What to do: What is needed is the number of lines in the data below that include "Serialize", stated by itself.

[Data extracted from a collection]
--- START ---

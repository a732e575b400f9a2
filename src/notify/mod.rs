//! Notification channels and alert dispatch.

mod dispatcher;
mod mail;
mod webhook;

pub use dispatcher::*;
pub use mail::*;
pub use webhook::*;

use chrono::{DateTime, Utc};
use serde::{Deserialize, Serialize};
use std::fmt;
use std::str::FromStr;

/// Kind of a notification channel.
#[derive(Debug, Clone, Copy, PartialEq, Eq, Serialize)]
#[serde(rename_all = "lowercase")]
pub enum ChannelKind {
    Mail,
    Webhook,
}

impl ChannelKind {
    pub fn as_str(&self) -> &'static str {
        match self {
            ChannelKind::Mail => "mail",
            ChannelKind::Webhook => "webhook",
        }
    }
}

impl fmt::Display for ChannelKind {
    fn fmt(&self, f: &mut fmt::Formatter<'_>) -> fmt::Result {
        f.write_str(self.as_str())
    }
}

impl FromStr for ChannelKind {
    type Err = String;

    fn from_str(s: &str) -> Result<Self, Self::Err> {
        match s {
            "mail" => Ok(ChannelKind::Mail),
            "webhook" => Ok(ChannelKind::Webhook),
            other => Err(format!("unknown channel kind: {}", other)),
        }
    }
}

/// Channel configuration, tagged by `kind`.
#[derive(Debug, Clone, PartialEq, Serialize, Deserialize)]
#[serde(tag = "kind", rename_all = "lowercase")]
pub enum ChannelConfig {
    Mail(MailConfig),
    Webhook(WebhookConfig),
}

/// What a notification reports.
#[derive(Debug, Clone, Copy, PartialEq, Eq, Serialize)]
#[serde(rename_all = "lowercase")]
pub enum NotificationStatus {
    Down,
    Up,
    Digest,
}

/// Content handed to every channel.
#[derive(Debug, Clone, PartialEq)]
pub struct Notification {
    /// Target name, or [`DIGEST_TARGET`] for digests.
    pub target_name: String,
    pub status: NotificationStatus,
    pub subject: String,
    /// HTML body.
    pub body: String,
}

/// Target name recorded for digest deliveries.
pub const DIGEST_TARGET: &str = "digest";

/// One attempted delivery on one channel.
#[derive(Debug, Clone, PartialEq, Serialize)]
pub struct AlertRecord {
    pub target_name: String,
    pub channel_kind: ChannelKind,
    pub rendered_subject: String,
    pub sent_successfully: bool,
    pub timestamp: DateTime<Utc>,
}

/// A configured notification destination.
pub enum Channel {
    Mail(MailChannel),
    Webhook(WebhookChannel),
}

impl Channel {
    pub fn from_config(config: &ChannelConfig, client: &reqwest::Client) -> Self {
        match config {
            ChannelConfig::Mail(c) => Channel::Mail(MailChannel::new(c.clone())),
            ChannelConfig::Webhook(c) => {
                Channel::Webhook(WebhookChannel::new(c.clone(), client.clone()))
            }
        }
    }

    pub fn kind(&self) -> ChannelKind {
        match self {
            Channel::Mail(_) => ChannelKind::Mail,
            Channel::Webhook(_) => ChannelKind::Webhook,
        }
    }

    /// Deliver a notification. Returns whether delivery succeeded.
    pub async fn send(&self, notification: &Notification) -> bool {
        match self {
            Channel::Mail(c) => c.send(notification).await,
            Channel::Webhook(c) => c.send(notification).await,
        }
    }
}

--- END ---

Reply: 5